The gradobranitelj in Bukor in the 1950s was Trivun Selenić. Perceiving that there might be hail, he would go behind the village, wave his arms toward the cloud, and speak the following (the meaning of the italicized words is unclear): "Raviše đaviše, nađuniši pistols, the dress on silver, the girl onto the neck! Barbarian's head smashed! I am the first voivode here. The dinner is not served for you here. Go there to those hills. It is served there for you. So dine there." Trivun explained that hail clouds were led by devils accompanied by souls of the drowned and hanged. By the statement "I am the first voivode here" he would proclaim that he was the principal commander of devils, who consequently had to obey his commands and proceed around his village. Trivun recognized that all this was a sin: both his declaring himself a voivode of devils, and averting hail from his village, because it would fall and make damage at some other place. Miljko Ivković from Dobrići spoke nothing, but went onto the field, took his cap off, made the Sign of the Cross, and put the cap back on. After that, he three times made the sign of the cross with a knife in the direction of the cloud, thus cutting it into quarters, which he then drove apart. In the end he stuck the knife's handle into the ground, the blade turned toward the cloud.

==Oblačar==
In the region of Syrmia, people believed that dragons lived on high mountains and flew high in the sky shedding many sparks. Beneath them, in dense and terrible clouds, flew gigantic winged serpentine demons called aždaja, which spewed hail on fields. A special man, called an oblačar, would fight against them and their associates. This name is derived from the noun oblak ("cloud"). The oblačar would rush directly beneath the dark clouds, as soon as he noticed that they were gathering above the fields of his village. There he would run to and fro, following the movement of the aždaja, at the same time waving his arms, or holding a stick raised in the direction of the cloud. He would not stop until he was completely exhausted and drenched. Sometimes he succeeded in preventing hail fall, and other times not, as was the case with an oblačar from Mirkovci. When the wind blew the clouds away from Mirkovci without damage to its crops, this man would return from the fields and boast to the villagers of his persistence in warding off the hail bringers despite their ferocity. And when hail fell on the crops, he would humbly state that he did his best, but the adversaries flung themselves upon him with tenfold fierceness. The villagers believed and felt sorry for their oblačar, all drenched and bruised by hail. In autumn, he drove his cart from house to house in Mirkovci, receiving wheat from farmers for his struggle.

==Sorceress==
Some women were thought to be able to eliminate the danger from destructive weather. This was the case with Stana Tomić, a healer from Jarmenovci in the municipality of Topola. Her fellow villagers held her in high esteem and claimed that she saved Jarmenovci from hail many times. At the sight of hail clouds, she would place the dining table at the center of her house, before putting on it a piece of bread, salt, and the lighted candle that had been used during the celebration of the slava.
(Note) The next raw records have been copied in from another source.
//! Per-edge state transitions for discrete traits.
//!
//! State 0 is always the lower ("absent") state: 0→1 along an edge is an
//! increase, 1→0 a decrease.

use ndarray::ArrayView2;

use crate::error::{ReconstructionError, Result};

/// Direction of change from parent to child.
#[derive(Clone, Copy, Debug, PartialEq, Eq, Hash)]
pub enum Direction {
    Decrease,
    Unchanged,
    Increase,
}

impl Direction {
    /// -1, 0 or +1.
    pub fn as_i8(self) -> i8 {
        match self {
            Direction::Decrease => -1,
            Direction::Unchanged => 0,
            Direction::Increase => 1,
        }
    }
}

/// Whether an edge carries a state change, and which way.
#[derive(Clone, Copy, Debug, PartialEq, Eq, Hash)]
pub struct EdgeTransition {
    pub changed: bool,
    pub direction: Direction,
}

impl EdgeTransition {
    pub fn between(parent: u8, child: u8) -> Self {
        let direction = match child.cmp(&parent) {
            std::cmp::Ordering::Greater => Direction::Increase,
            std::cmp::Ordering::Less => Direction::Decrease,
            std::cmp::Ordering::Equal => Direction::Unchanged,
        };
        EdgeTransition {
            changed: direction != Direction::Unchanged,
            direction,
        }
    }
}

/// Classify every edge of a parent/child state matrix.
pub fn identify_transitions(edge_values: ArrayView2<'_, u8>) -> Result<Vec<EdgeTransition>> {
    if edge_values.ncols() != 2 {
        return Err(ReconstructionError::DimensionMismatch {
            what: "edge value columns",
            expected: 2,
            found: edge_values.ncols(),
        });
    }

    Ok(edge_values
        .rows()
        .into_iter()
        .map(|row| EdgeTransition::between(row[0], row[1]))
        .collect())
}

/// Number of edges with a state change.
pub fn count_transitions(transitions: &[EdgeTransition]) -> usize {
    transitions.iter().filter(|t| t.changed).count()
}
She would then go out into the yard and shout: "O Radomir, hanged man, lead the kolo around. Turn those white cattle back there, do not let them come here. Here is a bigger prodigy: a girl of seven years old bore a child, wrapped it in silken diapers, bound it with a silken ribbon. Do not let harm come to our vineyards, do not let harm come to our fruitful fields." In 1956, when this was recorded, Stana had been protecting Jarmenovci in this way for thirty years. In the regions of Takovo and Užice, people claimed that some villages had never been ravaged by hail, because in each of them there was a woman that prevented it.